With the explosion of bikepacking, the market has become inundated with small bag makers, each with their own take on a relatively simple concept: holding stuff. It seems that each city has its own local bag maker and each maker has its own cult following.
Restrap is a small British bag and accessory company out of Yorkshire. Founder Nathan Hughes began making pedal straps out of upcycled seat belts in 2010 and from there expanded to making a variety of bags for commuting and urban riding. A few years later, the Restrap team began dabbling in off-road touring and naturally began making bags for that purpose as well.
The Restrap #CarryEverything bikepacking line launched in 2015 and includes a saddle bag holster, handlebar holster and frame bags of varying sizes.
Saddle Bag Holster – $132
The Restrap Saddle Bag Holster comes in two different sizes – one that holds up to 8 liters and one that holds 14. I tested the larger of the two, and had just enough clearance between my rear tire and the bottom of the bag. Dimensions can be found on the Restrap website, so be sure to check there and make sure you’ll have enough clearance before ordering a large.

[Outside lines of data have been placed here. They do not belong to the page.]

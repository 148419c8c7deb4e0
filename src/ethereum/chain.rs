// Known EVM chains
//
// Block times drive confirmation polling, and explorer URLs are the fallback
// verification endpoint when the configuration file does not name one.

use std::collections::BTreeMap;
use std::time::Duration;

/// Chain id of the Avalanche Fuji test network
pub const AVALANCHE_FUJI_CHAIN_ID: u64 = 43113;

/// Chain id used by local development nodes
pub const LOCAL_DEV_CHAIN_ID: u64 = 31337;

/// Explorer API and browser URLs for a chain
#[derive(Debug, Clone, PartialEq, Eq)]
pub struct ExplorerUrls {
    pub api_url: String,
    pub browser_url: String,
}

/// Chain configuration
#[derive(Debug, Clone)]
pub struct ChainConfig {
    /// Chain ID
    pub chain_id: u64,

    /// Chain name
    pub name: String,

    /// Average block time in seconds
    pub block_time: u64,

    /// Native currency symbol
    pub currency_symbol: String,

    /// Etherscan-compatible explorer, if one exists
    pub explorer: Option<ExplorerUrls>,
}

impl ChainConfig {
    /// Create a new chain configuration
    pub fn new(
        chain_id: u64,
        name: &str,
        block_time: u64,
        currency_symbol: &str,
        explorer: Option<(&str, &str)>,
    ) -> Self {
        Self {
            chain_id,
            name: name.to_string(),
            block_time,
            currency_symbol: currency_symbol.to_string(),
            explorer: explorer.map(|(api_url, browser_url)| ExplorerUrls {
                api_url: api_url.to_string(),
                browser_url: browser_url.to_string(),
            }),
        }
    }

    /// Interval between receipt polls while waiting for confirmations
    pub fn poll_interval(&self) -> Duration {
        // Poll twice per block, but never spin faster than every 500ms
        Duration::from_millis((self.block_time * 500).max(500))
    }

    /// Get Ethereum Mainnet configuration
    pub fn ethereum() -> Self {
        Self::new(
            1,
            "Ethereum Mainnet",
            12,
            "ETH",
            Some(("https://api.etherscan.io/api", "https://etherscan.io")),
        )
    }

    /// Get Sepolia configuration
    pub fn sepolia() -> Self {
        Self::new(
            11155111,
            "Sepolia",
            12,
            "ETH",
            Some((
                "https://api-sepolia.etherscan.io/api",
                "https://sepolia.etherscan.io",
            )),
        )
    }

    /// Get Polygon configuration
    pub fn polygon() -> Self {
        Self::new(
            137,
            "Polygon",
            2,
            "MATIC",
            Some(("https://api.polygonscan.com/api", "https://polygonscan.com")),
        )
    }

    /// Get Binance Smart Chain configuration
    pub fn bsc() -> Self {
        Self::new(
            56,
            "Binance Smart Chain",
            3,
            "BNB",
            Some(("https://api.bscscan.com/api", "https://bscscan.com")),
        )
    }

    /// Get Arbitrum configuration
    pub fn arbitrum() -> Self {
        Self::new(
            42161,
            "Arbitrum",
            1,
            "ETH",
            Some(("https://api.arbiscan.io/api", "https://arbiscan.io")),
        )
    }

    /// Get Optimism configuration
    pub fn optimism() -> Self {
        Self::new(
            10,
            "Optimism",
            1,
            "ETH",
            Some((
                "https://api-optimistic.etherscan.io/api",
                "https://optimistic.etherscan.io",
            )),
        )
    }

    /// Get Avalanche C-Chain configuration
    pub fn avalanche() -> Self {
        Self::new(
            43114,
            "Avalanche C-Chain",
            2,
            "AVAX",
            Some((
                "https://api.routescan.io/v2/network/mainnet/evm/43114/etherscan",
                "https://snowtrace.io",
            )),
        )
    }

    /// Get Avalanche Fuji testnet configuration
    pub fn avalanche_fuji() -> Self {
        Self::new(
            AVALANCHE_FUJI_CHAIN_ID,
            "Avalanche Fuji Testnet",
            2,
            "AVAX",
            Some((
                "https://api.routescan.io/v2/network/testnet/evm/43113/etherscan",
                "https://testnet.snowtrace.io",
            )),
        )
    }

    /// Local development node (anvil, hardhat node)
    pub fn local() -> Self {
        Self::new(LOCAL_DEV_CHAIN_ID, "Local Development Chain", 1, "ETH", None)
    }
}

/// Chain registry for looking up chain configurations
pub struct ChainRegistry {
    /// Map of chain ID to chain configuration
    configs: BTreeMap<u64, ChainConfig>,
}

impl ChainRegistry {
    /// Create a new chain registry with default configurations
    pub fn new() -> Self {
        let mut registry = Self {
            configs: BTreeMap::new(),
        };

        for config in [
            ChainConfig::ethereum(),
            ChainConfig::sepolia(),
            ChainConfig::polygon(),
            ChainConfig::bsc(),
            ChainConfig::arbitrum(),
            ChainConfig::optimism(),
            ChainConfig::avalanche(),
            ChainConfig::avalanche_fuji(),
            ChainConfig::local(),
        ] {
            registry.add_config(config);
        }

        registry
    }

    /// Get chain configuration by chain ID
    pub fn get_config(&self, chain_id: u64) -> Option<&ChainConfig> {
        self.configs.get(&chain_id)
    }

    /// Add or update a chain configuration
    pub fn add_config(&mut self, config: ChainConfig) {
        self.configs.insert(config.chain_id, config);
    }

    /// All known chains ordered by chain ID
    pub fn chains(&self) -> impl Iterator<Item = &ChainConfig> {
        self.configs.values()
    }

    /// Poll interval for a chain, falling back to one second for unknown chains
    pub fn poll_interval(&self, chain_id: u64) -> Duration {
        self.get_config(chain_id)
            .map(ChainConfig::poll_interval)
            .unwrap_or_else(|| Duration::from_secs(1))
    }
}

impl Default for ChainRegistry {
    fn default() -> Self {
        Self::new()
    }
}

#[cfg(test)]
mod tests {
    use super::*;

    #[test]
    fn test_fuji_is_registered_with_routescan() {
        let registry = ChainRegistry::new();
        let fuji = registry.get_config(AVALANCHE_FUJI_CHAIN_ID).unwrap();

        assert_eq!(fuji.currency_symbol, "AVAX");
        let explorer = fuji.explorer.as_ref().unwrap();
        assert!(explorer.api_url.contains("routescan.io"));
        assert_eq!(explorer.browser_url, "https://testnet.snowtrace.io");
    }

    #[test]
    fn test_poll_interval() {
        let registry = ChainRegistry::new();
        assert_eq!(registry.poll_interval(1), Duration::from_secs(6));
        assert_eq!(registry.poll_interval(LOCAL_DEV_CHAIN_ID), Duration::from_millis(500));
        assert_eq!(registry.poll_interval(999_999), Duration::from_secs(1));
    }

    #[test]
    fn test_add_config_overrides() {
        let mut registry = ChainRegistry::new();
        registry.add_config(ChainConfig::new(1, "Custom", 5, "ETH", None));

        let config = registry.get_config(1).unwrap();
        assert_eq!(config.name, "Custom");
        assert!(config.explorer.is_none());
    }

    #[test]
    fn test_chains_are_ordered() {
        let registry = ChainRegistry::new();
        let ids: Vec<u64> = registry.chains().map(|c| c.chain_id).collect();
        let mut sorted = ids.clone();
        sorted.sort();
        assert_eq!(ids, sorted);
    }
}
impl TaskRepository {
    /// Wrap an already-open connection and initialise the schema if needed.
    pub fn new(conn: Connection) -> Result<Self> {
        conn.busy_timeout(BUSY_TIMEOUT)?;
        init_db(&conn)?;
        Ok(Self {
            conn: Mutex::new(conn),
        })
    }

    /// Open (creating if necessary) the database file at `path`.
    pub fn open(path: impl AsRef<Path>) -> Result<Self> {
        let path = path.as_ref();
        if let Some(parent) = path.parent() {
            std::fs::create_dir_all(parent)?;
        }
        let conn = Connection::open(path)?;
        conn.execute_batch("PRAGMA journal_mode=WAL;")?;
        info!(path = %path.display(), "task repository opened");
        Self::new(conn)
    }

    /// Create the task if `draft.name` is new, otherwise refresh its schedule
    /// metadata, description, paths and execution times.
    ///
    /// An existing task keeps its `task_id`, `slug` and state.
    #[instrument(skip(self, draft), fields(task = %draft.name))]
    pub fn upsert_task(&self, draft: &TaskDraft) -> Result<TaskRecord> {
        let mut conn = self.lock();
        let tx = conn.transaction_with_behavior(TransactionBehavior::Immediate)?;
        let now = Utc::now().to_rfc3339();
        let info_json = serde_json::to_string(&draft.schedule_info)?;
        let last = draft.last_execution_time.map(truncate_to_secs);
        let next = draft.next_execution_time.map(truncate_to_secs);

        let task = match select_one(&tx, "name", &draft.name)? {
            Some(mut task) => {
                task.description = draft.description.clone();
                task.schedule_info = draft.schedule_info.clone();
                task.schedule = draft.schedule_info.flatten();
                task.executable_path = draft.executable_path.clone();
                task.log_path = draft.log_path.clone();
                task.last_execution_time = last;
                task.next_execution_time = next;
                task.updated_at = now;

                tx.execute(
                    "UPDATE tasks SET description=?2, schedule_kind=?3, schedule_info=?4,
                        schedule=?5, executable_path=?6, log_path=?7,
                        last_execution_time=?8, next_execution_time=?9, updated_at=?10
                     WHERE task_id=?1",
                    params![
                        task.task_id.as_str(),
                        task.description,
                        task.schedule_kind().to_string(),
                        info_json,
                        task.schedule,
                        task.executable_path,
                        task.log_path,
                        last.map(|t| t.to_rfc3339()),
                        next.map(|t| t.to_rfc3339()),
                        task.updated_at,
                    ],
                )?;
                info!(task_id = %task.task_id, "task updated");
                task
            }
            None => {
                let task = TaskRecord {
                    task_id: TaskId::new(),
                    name: draft.name.clone(),
                    slug: slugify(&draft.name),
                    description: draft.description.clone(),
                    schedule_info: draft.schedule_info.clone(),
                    schedule: draft.schedule_info.flatten(),
                    executable_path: draft.executable_path.clone(),
                    log_path: draft.log_path.clone(),
                    last_execution_time: last,
                    next_execution_time: next,
                    state: TaskState::Runnable,
                    error_text: None,
                    created_at: now.clone(),
                    updated_at: now,
                };

                tx.execute(
                    "INSERT INTO tasks
                     (task_id, name, slug, description, schedule_kind, schedule_info, schedule,
                      executable_path, log_path, last_execution_time, next_execution_time,
                      state, error_text, created_at, updated_at)
                     VALUES (?1,?2,?3,?4,?5,?6,?7,?8,?9,?10,?11,?12,NULL,?13,?13)",
                    params![
                        task.task_id.as_str(),
                        task.name,
                        task.slug,
                        task.description,
                        task.schedule_kind().to_string(),
                        info_json,
                        task.schedule,
                        task.executable_path,
                        task.log_path,
                        last.map(|t| t.to_rfc3339()),
                        next.map(|t| t.to_rfc3339()),
                        task.state.to_string(),
                        task.created_at,
                    ],
                )
                .map_err(|e| conflict_or(e, &task.name))?;
                info!(task_id = %task.task_id, slug = %task.slug, "task created");
                task
            }
        };

        tx.commit()?;
        Ok(task)
    }

    pub fn get_by_name(&self, name: &str) -> Result<TaskRecord> {
        let conn = self.lock();
        select_one(&conn, "name", name)?.ok_or_else(|| TaskError::not_found(name))
    }

    pub fn get_by_id(&self, task_id: &str) -> Result<TaskRecord> {
        let conn = self.lock();
        select_one(&conn, "task_id", task_id)?.ok_or_else(|| TaskError::not_found(task_id))
    }

    /// Tasks with no status flag set, i.e. eligible for scheduling.
    pub fn list_runnable(&self) -> Result<Vec<TaskRecord>> {
        self.list_in_state(TaskState::Runnable)
    }

    pub fn list_running(&self) -> Result<Vec<TaskRecord>> {
        self.list_in_state(TaskState::Running)
    }

    /// Return all known tasks ordered by creation time.
    pub fn list_all(&self) -> Result<Vec<TaskRecord>> {
        let conn = self.lock();
        let mut stmt = conn.prepare(&format!("{TASK_SELECT_SQL} ORDER BY created_at, name"))?;
        let tasks = stmt
            .query_map([], row_to_task)?
            .collect::<std::result::Result<Vec<_>, _>>()?;
        Ok(tasks)
    }

    /// Move every queued task back to runnable. Meant to run once at scheduler
    /// startup to repair state left by an unclean shutdown. Other states are
    /// untouched. Returns the number of tasks reset.
    pub fn reset_all_queued_flags(&self) -> Result<usize> {
        let conn = self.lock();
        let n = conn.execute(
            "UPDATE tasks SET state = 'runnable', updated_at = ?1 WHERE state = 'queued'",
            [Utc::now().to_rfc3339()],
        )?;
        if n > 0 {
            warn!(count = n, "queued flags reset");
        }
        Ok(n)
    }

    pub fn set_running(&self, name: &str, value: bool) -> Result<TaskRecord> {
        self.transition(name, Transition::Running(value), None)
    }

    /// Mark (or clear) a failed run. `text` replaces the stored error text in
    /// both directions; pass `""` to clear it.
    pub fn set_error(&self, name: &str, value: bool, text: &str) -> Result<TaskRecord> {
        self.transition(name, Transition::Error(value), Some(text))
    }

    pub fn set_queued(&self, name: &str, value: bool) -> Result<TaskRecord> {
        self.transition(name, Transition::Queued(value), None)
    }

    pub fn set_disabled(&self, name: &str, value: bool) -> Result<TaskRecord> {
        self.transition(name, Transition::Disabled(value), None)
    }

    /// Record a completed scheduling step: the previous `next_execution_time`
    /// becomes the last one (or `fallback_last` when there was none) and
    /// `next` becomes the new target.
    pub fn update_execution_time(
        &self,
        name: &str,
        next: Option<DateTime<Utc>>,
        fallback_last: Option<DateTime<Utc>>,
    ) -> Result<TaskRecord> {
        let mut conn = self.lock();
        let tx = conn.transaction_with_behavior(TransactionBehavior::Immediate)?;
        let mut task = select_one(&tx, "name", name)?.ok_or_else(|| TaskError::not_found(name))?;

        task.last_execution_time = task
            .next_execution_time
            .or(fallback_last)
            .map(truncate_to_secs);
        task.next_execution_time = next.map(truncate_to_secs);
        task.updated_at = Utc::now().to_rfc3339();

        tx.execute(
            "UPDATE tasks SET last_execution_time=?2, next_execution_time=?3, updated_at=?4
             WHERE task_id=?1",
            params![
                task.task_id.as_str(),
                task.last_execution_time.map(|t| t.to_rfc3339()),
                task.next_execution_time.map(|t| t.to_rfc3339()),
                task.updated_at,
            ],
        )?;
        tx.commit()?;
        debug!(task = %name, next = ?task.next_execution_time, "execution time updated");
        Ok(task)
    }

    /// Delete a task together with its compiled artifact and its log file.
    /// Returns the removed record.
    ///
    /// The row is removed first; a missing file is logged, any other
    /// filesystem failure is returned after the row is already gone.
    #[instrument(skip(self))]
    pub fn delete_task(&self, task_id: &str) -> Result<TaskRecord> {
        let task = {
            let mut conn = self.lock();
            let tx = conn.transaction_with_behavior(TransactionBehavior::Immediate)?;
            let task = select_one(&tx, "task_id", task_id)?
                .ok_or_else(|| TaskError::not_found(task_id))?;
            tx.execute("DELETE FROM tasks WHERE task_id = ?1", [task_id])?;
            tx.commit()?;
            task
        };
        info!(task = %task.name, "task deleted");

        if !task.executable_path.is_empty() {
            match std::fs::remove_file(&task.executable_path) {
                Ok(()) => debug!(path = %task.executable_path, "artifact removed"),
                Err(e) if e.kind() == std::io::ErrorKind::NotFound => {
                    warn!(path = %task.executable_path, "artifact already absent")
                }
                Err(e) => return Err(TaskError::Io(e)),
            }
        }
        if !task.log_path.is_empty() {
            logs::remove_log(Path::new(&task.log_path))?;
        }
        Ok(task)
    }

    /// Last `max_lines` lines of the task's log. A task that has not written
    /// a log yet has no lines.
    pub fn read_log(&self, name: &str, max_lines: usize) -> Result<Vec<String>> {
        let task = self.get_by_name(name)?;
        if task.log_path.is_empty() {
            return Ok(Vec::new());
        }
        match logs::tail_lines(Path::new(&task.log_path), max_lines) {
            Err(TaskError::Io(e)) if e.kind() == std::io::ErrorKind::NotFound => {
                debug!(task = %name, path = %task.log_path, "no log written yet");
                Ok(Vec::new())
            }
            other => other,
        }
    }

    /// Check whether `info` differs from the schedule stored for `name`.
    pub fn schedule_changed(&self, name: &str, info: &ScheduleInfo) -> Result<bool> {
        Ok(self.get_by_name(name)?.schedule_changed(info))
    }

    // --- private helpers ---------------------------------------------------

    fn lock(&self) -> MutexGuard<'_, Connection> {
        // A panic while holding the lock cannot leave a half-applied write:
        // the open transaction is rolled back when it is dropped.
        self.conn.lock().unwrap_or_else(|e| e.into_inner())
    }

    fn list_in_state(&self, state: TaskState) -> Result<Vec<TaskRecord>> {
        let conn = self.lock();
        let mut stmt = conn.prepare_cached(&format!(
            "{TASK_SELECT_SQL} WHERE state = ?1 ORDER BY created_at, name"
        ))?;
        let tasks = stmt
            .query_map([state.to_string()], row_to_task)?
            .collect::<std::result::Result<Vec<_>, _>>()?;
        Ok(tasks)
    }

    fn transition(
        &self,
        name: &str,
        transition: Transition,
        error_text: Option<&str>,
    ) -> Result<TaskRecord> {
        let mut conn = self.lock();
        let tx = conn.transaction_with_behavior(TransactionBehavior::Immediate)?;
        let mut task = select_one(&tx, "name", name)?.ok_or_else(|| TaskError::not_found(name))?;

        let from = task.state;
        task.state = from.apply(transition);
        if from == TaskState::Disabled && task.state == TaskState::Disabled {
            if transition != Transition::Disabled(true) {
                warn!(task = %name, ?transition, "task is disabled; state unchanged");
            }
            return Ok(task);
        }
        if let Some(text) = error_text {
            task.error_text = (!text.is_empty()).then(|| text.to_string());
        }
        task.updated_at = Utc::now().to_rfc3339();

        tx.execute(
            "UPDATE tasks SET state=?2, error_text=?3, updated_at=?4 WHERE task_id=?1",
            params![
                task.task_id.as_str(),
                task.state.to_string(),
                task.error_text,
                task.updated_at,
            ],
        )?;
        tx.commit()?;
        debug!(task = %name, %from, to = %task.state, "task state changed");
        Ok(task)
    }
}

The Saddle Bag Holster works like any other seat bag, attaching to the saddle rails and seatpost. All three attachment straps are made from a rubberized material that helps prevent slippage and holds the holster securely in place.
The holster itself is constructed from 1000D Cordura and is quite stiff, which keeps your load from bouncing around once tightened snugly against the saddle. The two pieces of the holster are held together on the seatpost end by paracord webbing that can be loosened or tightened depending on the size of the dry bag you put in it, and also can act as an extra storage spot provided you have enough tire clearance underneath the bag.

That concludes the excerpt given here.